> [Entries provided]
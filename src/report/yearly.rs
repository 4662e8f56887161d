use std::sync::Arc;

use chrono::{Datelike, NaiveDate};
use polars::{
    frame::DataFrame,
    prelude::{Column, DataType, Field, Schema, SchemaRef},
};
use serde::{Deserialize, Serialize};
use strum::{Display, EnumIter, EnumString, IntoEnumIterator, IntoStaticStr};

use crate::{
    calculator::segment::aggregate_by,
    data::domain::SeriesLabel,
    error::{FolioError, FolioResult},
    impl_col_name,
    report::{
        io::{Report, ReportName, ToSchema},
        performance::PerformanceSeries,
        polars_ext::{date_column, polars_to_folio_error},
    },
};

#[derive(Debug, Clone, Copy, PartialEq, Serialize, Deserialize)]
pub struct YearlyRow {
    pub label: SeriesLabel,
    pub year: i32,
    pub first_date: NaiveDate,
    pub last_date: NaiveDate,
    pub first_cumulative: f64,
    pub last_cumulative: f64,
    /// `last_cumulative - first_cumulative`.
    pub performance: f64,
}

/// Year-by-year change of the cumulative return, per label.
///
/// Each year is measured from its first to its last observed row. With a
/// `window_start` the rows before it are dropped first, so the first year of
/// the window starts at the cumulative value of `window_start` rather than at
/// January 1st; this truncation is intended.
#[derive(Debug, Clone, PartialEq, Serialize)]
pub struct YearlyPerformance {
    window_start: Option<NaiveDate>,
    rows: Vec<YearlyRow>,
}

impl YearlyPerformance {
    pub fn from_performance(series: &PerformanceSeries, window_start: Option<NaiveDate>) -> Self {
        let windowed = match window_start {
            Some(from) => series.since(from),
            None => series.clone(),
        };

        let rows = aggregate_by(
            windowed.rows(),
            |r| (r.label, r.date.year()),
            |(label, year), mut group| -> Option<YearlyRow> {
                group.sort_by_key(|r| r.date);
                let (first, last) = (group.first()?, group.last()?);
                Some(YearlyRow {
                    label: *label,
                    year: *year,
                    first_date: first.date,
                    last_date: last.date,
                    first_cumulative: first.cumulative_return,
                    last_cumulative: last.cumulative_return,
                    performance: last.cumulative_return - first.cumulative_return,
                })
            },
        )
        .into_iter()
        .filter_map(|(_, row)| row)
        .collect();

        Self { window_start, rows }
    }

    pub fn window_start(&self) -> Option<NaiveDate> {
        self.window_start
    }

    pub fn rows(&self) -> &[YearlyRow] {
        &self.rows
    }

    pub fn len(&self) -> usize {
        self.rows.len()
    }

    pub fn is_empty(&self) -> bool {
        self.rows.is_empty()
    }

    pub fn get(&self, label: SeriesLabel, year: i32) -> Option<&YearlyRow> {
        self.rows.iter().find(|r| r.label == label && r.year == year)
    }
}

impl ReportName for YearlyPerformance {
    fn base_name(&self) -> String {
        "yearly_performance".to_string()
    }
}

impl Report for YearlyPerformance {
    fn to_df(&self) -> FolioResult<DataFrame> {
        let rows = &self.rows;
        let columns = vec![
            Column::new(
                YearlyCol::Label.name(),
                rows.iter().map(|r| r.label.as_str()).collect::<Vec<_>>(),
            ),
            Column::new(
                YearlyCol::Year.name(),
                rows.iter().map(|r| r.year).collect::<Vec<_>>(),
            ),
            date_column(YearlyCol::FirstDate, rows.iter().map(|r| r.first_date))
                .map_err(convert_err)?,
            date_column(YearlyCol::LastDate, rows.iter().map(|r| r.last_date))
                .map_err(convert_err)?,
            Column::new(
                YearlyCol::FirstCumulative.name(),
                rows.iter().map(|r| r.first_cumulative).collect::<Vec<_>>(),
            ),
            Column::new(
                YearlyCol::LastCumulative.name(),
                rows.iter().map(|r| r.last_cumulative).collect::<Vec<_>>(),
            ),
            Column::new(
                YearlyCol::Performance.name(),
                rows.iter().map(|r| r.performance).collect::<Vec<_>>(),
            ),
        ];
        DataFrame::new(columns).map_err(convert_err)
    }
}

impl ToSchema for YearlyPerformance {
    fn to_schema() -> SchemaRef {
        let fields: Vec<Field> = YearlyCol::iter()
            .map(|col| {
                let dtype = match col {
                    YearlyCol::Label => DataType::String,
                    YearlyCol::Year => DataType::Int32,
                    YearlyCol::FirstDate | YearlyCol::LastDate => DataType::Date,
                    YearlyCol::FirstCumulative
                    | YearlyCol::LastCumulative
                    | YearlyCol::Performance => DataType::Float64,
                };
                Field::new(col.into(), dtype)
            })
            .collect();

        Arc::new(Schema::from_iter(fields))
    }
}

#[derive(
    Debug,
    Clone,
    Copy,
    PartialEq,
    Eq,
    Hash,
    Serialize,
    Deserialize,
    EnumString,
    Display,
    EnumIter,
    IntoStaticStr,
)]
#[strum(serialize_all = "snake_case")]
pub enum YearlyCol {
    Label,
    Year,
    FirstDate,
    LastDate,
    FirstCumulative,
    LastCumulative,
    Performance,
}
impl_col_name!(YearlyCol);

fn convert_err(e: polars::error::PolarsError) -> FolioError {
    polars_to_folio_error("yearly performance", e)
}
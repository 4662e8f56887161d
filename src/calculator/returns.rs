use std::{collections::BTreeSet, sync::Arc};

use chrono::NaiveDate;
use polars::{
    frame::DataFrame,
    prelude::{Column, DataType, Field, Schema, SchemaRef},
};
use serde::{Deserialize, Serialize};
use strum::{Display, EnumIter, EnumString, IntoEnumIterator, IntoStaticStr};
use tracing::{debug, instrument};

use crate::{
    calculator::segment::group_by_key,
    data::{
        domain::{Country, InstrumentId, ReturnConvention, Weight},
        prices::{PanelRow, PricePanel},
    },
    error::{FolioError, FolioResult, InputError},
    impl_col_name,
    report::{
        io::{Report, ReportName, ToSchema},
        polars_ext::{date_column, polars_to_folio_error},
    },
};

/// Daily return of one instrument against its immediately preceding observation.
#[derive(Debug, Clone, PartialEq, Serialize)]
pub struct ReturnRecord {
    pub instrument_id: InstrumentId,
    pub country: Option<Country>,
    pub date: NaiveDate,
    pub price: f64,
    pub weight: Weight,
    pub simple_return: f64,
    pub log_return: f64,
    /// `weight * return`, where the return follows the table's convention.
    pub weighted_return: f64,
}

impl ReturnRecord {
    /// The unweighted return under `convention`.
    pub fn value(&self, convention: ReturnConvention) -> f64 {
        match convention {
            ReturnConvention::Simple => self.simple_return,
            ReturnConvention::Log => self.log_return,
        }
    }
}

/// Per-instrument daily returns, sorted by `(instrument_id, date)`.
///
/// The first observation of every instrument has no predecessor and produces
/// no record. A missing first row is a boundary, never a data gap.
#[derive(Debug, Clone, PartialEq, Serialize)]
pub struct ReturnTable {
    convention: ReturnConvention,
    rows: Vec<ReturnRecord>,
}

impl ReturnTable {
    /// Computes returns for every instrument of a joined price panel.
    pub fn compute(panel: &PricePanel, convention: ReturnConvention) -> FolioResult<Self> {
        compute_returns(panel.rows(), convention)
    }

    pub fn convention(&self) -> ReturnConvention {
        self.convention
    }

    pub fn rows(&self) -> &[ReturnRecord] {
        &self.rows
    }

    pub fn len(&self) -> usize {
        self.rows.len()
    }

    pub fn is_empty(&self) -> bool {
        self.rows.is_empty()
    }

    pub fn instrument_ids(&self) -> BTreeSet<&InstrumentId> {
        self.rows.iter().map(|r| &r.instrument_id).collect()
    }

    /// The records of one instrument, in date order.
    pub fn series<'a>(&'a self, id: &'a InstrumentId) -> impl Iterator<Item = &'a ReturnRecord> {
        self.rows.iter().filter(move |r| &r.instrument_id == id)
    }
}

/// Derives simple, log and weighted returns from panel rows in any order.
///
/// Rows are re-sorted by `(instrument_id, date)` before differencing. Fails on
/// the first non-positive price, since its logarithm is undefined.
#[instrument(skip(rows), fields(rows = rows.len(), convention = %convention))]
pub fn compute_returns(rows: &[PanelRow], convention: ReturnConvention) -> FolioResult<ReturnTable> {
    if let Some(bad) = rows.iter().find(|r| !r.price.is_finite() || r.price <= 0.0) {
        return Err(InputError::NonPositivePrice {
            instrument: bad.instrument_id.to_string(),
            date: bad.date,
            price: bad.price,
        }
        .into());
    }

    let mut sorted = rows.iter().collect::<Vec<_>>();
    sorted.sort_by(|a, b| {
        a.instrument_id
            .cmp(&b.instrument_id)
            .then(a.date.cmp(&b.date))
    });

    let groups = group_by_key(sorted, by_instrument);
    let instruments = groups.len();

    let mut out = Vec::with_capacity(rows.len().saturating_sub(instruments));
    for (_, group) in groups {
        for pair in group.windows(2) {
            let (prev, curr) = (pair[0], pair[1]);
            if prev.date == curr.date {
                return Err(InputError::UnsortedDates {
                    instrument: curr.instrument_id.to_string(),
                    previous: prev.date,
                    current: curr.date,
                }
                .into());
            }

            let simple_return = curr.price / prev.price - 1.0;
            let log_return = curr.price.ln() - prev.price.ln();
            let value = match convention {
                ReturnConvention::Simple => simple_return,
                ReturnConvention::Log => log_return,
            };

            out.push(ReturnRecord {
                instrument_id: curr.instrument_id.clone(),
                country: curr.country.clone(),
                date: curr.date,
                price: curr.price,
                weight: curr.weight,
                simple_return,
                log_return,
                weighted_return: value * curr.weight.value(),
            });
        }
    }

    debug!(instruments, records = out.len(), "Computed daily returns");
    Ok(ReturnTable {
        convention,
        rows: out,
    })
}

fn by_instrument<'a>(row: &&'a PanelRow) -> &'a InstrumentId {
    &row.instrument_id
}

// ================================================================================================
// Presentation
// ================================================================================================

impl ReportName for ReturnTable {
    fn base_name(&self) -> String {
        "returns".to_string()
    }
}

impl Report for ReturnTable {
    fn to_df(&self) -> FolioResult<DataFrame> {
        let rows = &self.rows;
        let columns = vec![
            Column::new(
                ReturnCol::InstrumentId.name(),
                rows.iter().map(|r| r.instrument_id.as_str()).collect::<Vec<_>>(),
            ),
            Column::new(
                ReturnCol::Country.name(),
                rows.iter()
                    .map(|r| r.country.as_ref().map(Country::as_str))
                    .collect::<Vec<_>>(),
            ),
            date_column(ReturnCol::Date, rows.iter().map(|r| r.date)).map_err(convert_err)?,
            Column::new(
                ReturnCol::Price.name(),
                rows.iter().map(|r| r.price).collect::<Vec<_>>(),
            ),
            Column::new(
                ReturnCol::Weight.name(),
                rows.iter().map(|r| r.weight.value()).collect::<Vec<_>>(),
            ),
            Column::new(
                ReturnCol::SimpleReturn.name(),
                rows.iter().map(|r| r.simple_return).collect::<Vec<_>>(),
            ),
            Column::new(
                ReturnCol::LogReturn.name(),
                rows.iter().map(|r| r.log_return).collect::<Vec<_>>(),
            ),
            Column::new(
                ReturnCol::WeightedReturn.name(),
                rows.iter().map(|r| r.weighted_return).collect::<Vec<_>>(),
            ),
        ];
        DataFrame::new(columns).map_err(convert_err)
    }
}

impl ToSchema for ReturnTable {
    fn to_schema() -> SchemaRef {
        let fields: Vec<Field> = ReturnCol::iter()
            .map(|col| {
                let dtype = match col {
                    ReturnCol::InstrumentId | ReturnCol::Country => DataType::String,
                    ReturnCol::Date => DataType::Date,
                    ReturnCol::Price
                    | ReturnCol::Weight
                    | ReturnCol::SimpleReturn
                    | ReturnCol::LogReturn
                    | ReturnCol::WeightedReturn => DataType::Float64,
                };
                Field::new(col.into(), dtype)
            })
            .collect();

        Arc::new(Schema::from_iter(fields))
    }
}

#[derive(
    Debug,
    Clone,
    Copy,
    PartialEq,
    Eq,
    Hash,
    Serialize,
    Deserialize,
    EnumString,
    Display,
    EnumIter,
    IntoStaticStr,
)]
#[strum(serialize_all = "snake_case")]
pub enum ReturnCol {
    InstrumentId,
    Country,
    Date,
    Price,
    Weight,
    SimpleReturn,
    LogReturn,
    WeightedReturn,
}
impl_col_name!(ReturnCol);

fn convert_err(e: polars::error::PolarsError) -> FolioError {
    polars_to_folio_error("returns", e)
}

> [What you need to do] A single number is required: the count of lines in the listing that contain the string "LastDate".

> [Solution for this problem] 3